Rencontre à cœur et sans langue de bois avec le réalisateur.

SFMAG : Qu’est-ce qui t’a intéressé dans le sujet ?
SB : C’est un sujet qui évidemment m’impacte. C’est ce que j’ai vécu étant jeune, je voulais faire une revisite un peu d’une chasse aux sorcières un peu moderne, et puis traiter d’un sujet qu’on n’a pas l’habitude de voir au cinéma.

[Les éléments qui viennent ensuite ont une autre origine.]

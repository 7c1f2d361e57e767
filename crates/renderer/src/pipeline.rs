//! Graphics pipeline built from two SPIR-V files.

use std::path::PathBuf;
use std::sync::Arc;

use ash::vk;
use tracing::{debug, info};

use swapframe_core::RendererConfig;
use swapframe_rhi::RhiResult;
use swapframe_rhi::device::Device;
use swapframe_rhi::pipeline::{GraphicsPipelineBuilder, Pipeline, PipelineConfig, PipelineLayout};
use swapframe_rhi::shader::{ShaderModule, ShaderStage, read_spirv};
use swapframe_rhi::vertex::Vertex;

use crate::backend::{BoundPipeline, CommandRecorder};

/// Locations of the compiled vertex and fragment shaders.
#[derive(Clone, Debug, PartialEq, Eq)]
pub struct ShaderPaths {
    pub vertex: PathBuf,
    pub fragment: PathBuf,
}

impl From<&RendererConfig> for ShaderPaths {
    fn from(config: &RendererConfig) -> Self {
        Self {
            vertex: config.vertex_shader.clone(),
            fragment: config.fragment_shader.clone(),
        }
    }
}

/// Pipeline drawing [`Vertex`] triangle lists into one render pass.
///
/// The layout is shared across rebuilds; only the pipeline object is
/// replaced when the swap chain changes.
pub struct GraphicsPipeline {
    pipeline: Pipeline,
    layout: Arc<PipelineLayout>,
}

impl GraphicsPipeline {
    /// Reads both shaders and builds a pipeline bound to `render_pass`.
    ///
    /// The shader modules only live for the duration of this call.
    ///
    /// # Errors
    ///
    /// `ShaderError` if either file cannot be read or is not SPIR-V,
    /// `ResourceCreation` if the driver rejects a module or the pipeline.
    pub fn build(
        device: Arc<Device>,
        shaders: &ShaderPaths,
        layout: Arc<PipelineLayout>,
        render_pass: vk::RenderPass,
    ) -> RhiResult<Self> {
        let vert_code = read_spirv(&shaders.vertex)?;
        let frag_code = read_spirv(&shaders.fragment)?;

        debug!("Vertex shader code size: {}", vert_code.len());
        debug!("Fragment shader code size: {}", frag_code.len());

        let vert = ShaderModule::from_bytes(device.clone(), &vert_code, ShaderStage::Vertex)?;
        let frag = ShaderModule::from_bytes(device.clone(), &frag_code, ShaderStage::Fragment)?;

        let pipeline = GraphicsPipelineBuilder::new(render_pass)
            .vertex_shader(&vert)
            .fragment_shader(&frag)
            .vertex_binding(Vertex::binding_description())
            .vertex_attributes(&Vertex::attribute_descriptions())
            .config(PipelineConfig::default())
            .subpass(0)
            .build(device, &layout)?;

        info!("Graphics pipeline built for render pass {:?}", render_pass);

        Ok(Self { pipeline, layout })
    }
}

impl BoundPipeline for GraphicsPipeline {
    fn render_pass(&self) -> vk::RenderPass {
        self.pipeline.render_pass()
    }

    fn layout(&self) -> vk::PipelineLayout {
        self.layout.handle()
    }

    fn bind<C: CommandRecorder>(&self, commands: &C) {
        commands.bind_pipeline(self.pipeline.handle());
    }
}

#[cfg(test)]
mod tests {
    use super::*;

    #[test]
    fn test_shader_paths_from_config() {
        let config = RendererConfig::default();
        let paths = ShaderPaths::from(&config);
        assert_eq!(paths.vertex, PathBuf::from("shaders/simple_shader.vert.spv"));
        assert_eq!(paths.fragment, PathBuf::from("shaders/simple_shader.frag.spv"));
    }
}
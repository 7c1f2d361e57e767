//! Vulkan implementation of the backend seams.

use std::sync::Arc;

use ash::vk;
use tracing::info;

use swapframe_core::RendererConfig;
use swapframe_platform::{Surface, Window};
use swapframe_rhi::command::{CommandBuffer, CommandPool};
use swapframe_rhi::device::Device;
use swapframe_rhi::instance::Instance;
use swapframe_rhi::physical_device::select_physical_device;
use swapframe_rhi::pipeline::PipelineLayout;
use swapframe_rhi::swapchain::{AcquireStatus, PresentStatus, Swapchain};
use swapframe_rhi::{RhiError, RhiResult};

use crate::backend::{CommandRecorder, PresentTarget, RenderBackend};
use crate::error::RendererResult;
use crate::pipeline::{GraphicsPipeline, ShaderPaths};
use crate::push_constants::PushConstantBlock;

/// Instance, surface, device and the objects that outlive swap chains.
///
/// Fields drop in declaration order: pool and layout before the device,
/// the surface before the instance.
pub struct VulkanBackend {
    command_pool: CommandPool,
    layout: Arc<PipelineLayout>,
    device: Arc<Device>,
    surface: Surface,
    instance: Instance,
    shaders: ShaderPaths,
}

impl VulkanBackend {
    /// Brings up Vulkan for `window`.
    pub fn new(window: &Window, config: &RendererConfig) -> RendererResult<Self> {
        let extensions = window.required_extensions()?;
        let instance = Instance::new(config.enable_validation, &extensions)?;
        let surface = window.create_surface(instance.entry(), instance.handle())?;

        let physical_device =
            select_physical_device(instance.handle(), surface.handle(), surface.loader())?;
        let device = Device::new(&instance, &physical_device)?;

        let graphics_family = device.queue_families().graphics_family.ok_or_else(|| {
            RhiError::InvalidHandle("Device has no graphics queue family".to_string())
        })?;
        let command_pool = CommandPool::new(device.clone(), graphics_family)?;

        let layout = Arc::new(PipelineLayout::new(
            device.clone(),
            &[PushConstantBlock::range()],
        )?);

        info!(
            "Vulkan backend ready on '{}' (max push constants {} bytes, validation {})",
            physical_device.device_name(),
            device.max_push_constants_size(),
            if instance.has_validation() { "on" } else { "off" }
        );

        Ok(Self {
            command_pool,
            layout,
            device,
            surface,
            instance,
            shaders: ShaderPaths::from(config),
        })
    }

    #[inline]
    pub fn device(&self) -> &Arc<Device> {
        &self.device
    }
}

impl RenderBackend for VulkanBackend {
    type SwapChain = Swapchain;
    type Pipeline = GraphicsPipeline;
    type Commands = CommandBuffer;

    fn create_swap_chain(
        &mut self,
        extent: vk::Extent2D,
        previous: Option<Swapchain>,
    ) -> RhiResult<Swapchain> {
        Swapchain::new(
            &self.instance,
            self.device.clone(),
            self.surface.handle(),
            extent,
            previous,
        )
    }

    fn create_pipeline(&mut self, render_pass: vk::RenderPass) -> RhiResult<GraphicsPipeline> {
        GraphicsPipeline::build(
            self.device.clone(),
            &self.shaders,
            self.layout.clone(),
            render_pass,
        )
    }

    fn allocate_command_buffers(&mut self, count: usize) -> RhiResult<Vec<CommandBuffer>> {
        self.command_pool.allocate_command_buffers(count)
    }

    fn free_command_buffers(&mut self, buffers: Vec<CommandBuffer>) {
        self.command_pool.free_command_buffers(buffers);
    }

    fn wait_idle(&self) -> RhiResult<()> {
        self.device.wait_idle()
    }
}

impl PresentTarget for Swapchain {
    fn extent(&self) -> vk::Extent2D {
        Swapchain::extent(self)
    }

    fn image_count(&self) -> usize {
        Swapchain::image_count(self)
    }

    fn render_pass(&self) -> vk::RenderPass {
        Swapchain::render_pass(self)
    }

    fn framebuffer(&self, image_index: u32) -> vk::Framebuffer {
        Swapchain::framebuffer(self, image_index as usize)
    }

    fn acquire_next_image(&mut self) -> RhiResult<AcquireStatus> {
        Swapchain::acquire_next_image(self)
    }

    fn submit(&mut self, image_index: u32, commands: vk::CommandBuffer) -> RhiResult<()> {
        Swapchain::submit(self, image_index, commands)
    }

    fn present(&mut self, image_index: u32) -> RhiResult<PresentStatus> {
        Swapchain::present(self, image_index)
    }
}

impl CommandRecorder for CommandBuffer {
    fn handle(&self) -> vk::CommandBuffer {
        CommandBuffer::handle(self)
    }

    fn begin(&self) -> RhiResult<()> {
        CommandBuffer::begin(self)
    }

    fn end(&self) -> RhiResult<()> {
        CommandBuffer::end(self)
    }

    fn begin_render_pass(
        &self,
        render_pass: vk::RenderPass,
        framebuffer: vk::Framebuffer,
        extent: vk::Extent2D,
        clear_values: &[vk::ClearValue],
    ) {
        CommandBuffer::begin_render_pass(self, render_pass, framebuffer, extent, clear_values);
    }

    fn end_render_pass(&self) {
        CommandBuffer::end_render_pass(self);
    }

    fn set_viewport(&self, viewport: &vk::Viewport) {
        CommandBuffer::set_viewport(self, viewport);
    }

    fn set_scissor(&self, scissor: &vk::Rect2D) {
        CommandBuffer::set_scissor(self, scissor);
    }

    fn bind_pipeline(&self, pipeline: vk::Pipeline) {
        self.bind_graphics_pipeline(pipeline);
    }

    fn bind_vertex_buffers(&self, first_binding: u32, buffers: &[vk::Buffer], offsets: &[vk::DeviceSize]) {
        CommandBuffer::bind_vertex_buffers(self, first_binding, buffers, offsets);
    }

    fn push_constants(
        &self,
        layout: vk::PipelineLayout,
        stages: vk::ShaderStageFlags,
        offset: u32,
        data: &[u8],
    ) {
        self.push_constants_bytes(layout, stages, offset, data);
    }

    fn draw(&self, vertex_count: u32, instance_count: u32, first_vertex: u32, first_instance: u32) {
        CommandBuffer::draw(self, vertex_count, instance_count, first_vertex, first_instance);
    }
}
//! Per-draw push-constant data.

use ash::vk;
use bytemuck::{Pod, Zeroable};
use glam::{Vec2, Vec3};
use swapframe_rhi::pipeline::PUSH_CONSTANT_BUDGET;

/// Frames in one horizontal sweep of the animation.
pub const ANIMATION_PERIOD: u32 = 1000;

/// Horizontal distance moved per frame.
const ANIMATION_STEP: f32 = 0.002;

/// Vertical distance between instances.
const INSTANCE_SPACING: f32 = 0.25;

/// Push-constant block shared by the vertex and fragment stages.
///
/// Matches this GLSL declaration:
///
/// ```glsl
/// layout(push_constant) uniform Push {
///     vec2 offset;
///     vec3 color;
/// } push;
/// ```
///
/// `color` is a `vec3`, which is 16-byte aligned, so it lives at offset 16.
#[repr(C)]
#[derive(Clone, Copy, Debug, Default, PartialEq, Pod, Zeroable)]
pub struct PushConstantBlock {
    pub offset: Vec2,
    _pad0: [f32; 2],
    pub color: Vec3,
    _pad1: f32,
}

const _: () = assert!(std::mem::size_of::<PushConstantBlock>() <= PUSH_CONSTANT_BUDGET as usize);
const _: () = assert!(std::mem::offset_of!(PushConstantBlock, color) == 16);

impl PushConstantBlock {
    pub const SIZE: u32 = std::mem::size_of::<Self>() as u32;

    pub fn new(offset: Vec2, color: Vec3) -> Self {
        Self {
            offset,
            _pad0: [0.0; 2],
            color,
            _pad1: 0.0,
        }
    }

    /// Stages that read the block.
    pub fn stages() -> vk::ShaderStageFlags {
        vk::ShaderStageFlags::VERTEX | vk::ShaderStageFlags::FRAGMENT
    }

    /// The one range the pipeline layout declares.
    pub fn range() -> vk::PushConstantRange {
        vk::PushConstantRange {
            stage_flags: Self::stages(),
            offset: 0,
            size: Self::SIZE,
        }
    }

    /// Payload for draw `instance` of animation frame `frame`.
    ///
    /// Instances are stacked vertically and drift right as `frame`
    /// advances; their blue channel brightens with the instance index.
    pub fn for_instance(frame: u32, instance: u32) -> Self {
        let frame = (frame % ANIMATION_PERIOD) as f32;
        let instance = instance as f32;

        Self::new(
            Vec2::new(
                -0.5 + frame * ANIMATION_STEP,
                -0.4 + instance * INSTANCE_SPACING,
            ),
            Vec3::new(0.0, 0.0, 0.2 + 0.2 * instance),
        )
    }

    #[inline]
    pub fn as_bytes(&self) -> &[u8] {
        bytemuck::bytes_of(self)
    }
}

SFMAG : Le script a-t-il été facile à écrire ? Il y a tellement de thèmes abordés…
SB : J’ai beaucoup, beaucoup travaillé. On ne va pas se mentir. Il y a aussi une fluidité, c’est-à-dire que moi j’ai une vraie maîtrise du sujet, ça a été assez simple d’écrire. En vrai, l’histoire de cette femme, et on ne va pas se mentir est un film très féministe, chose que je revendique d’ailleurs, c’est le combat de cette femme, de ce combat pour sauver son fils. Après qu’est-ce que c’est qu’une sorcière en 2024 ? Etc.
On peut se poser pleins de questions, mais ça reste un peu l’histoire de cette femme en 2024.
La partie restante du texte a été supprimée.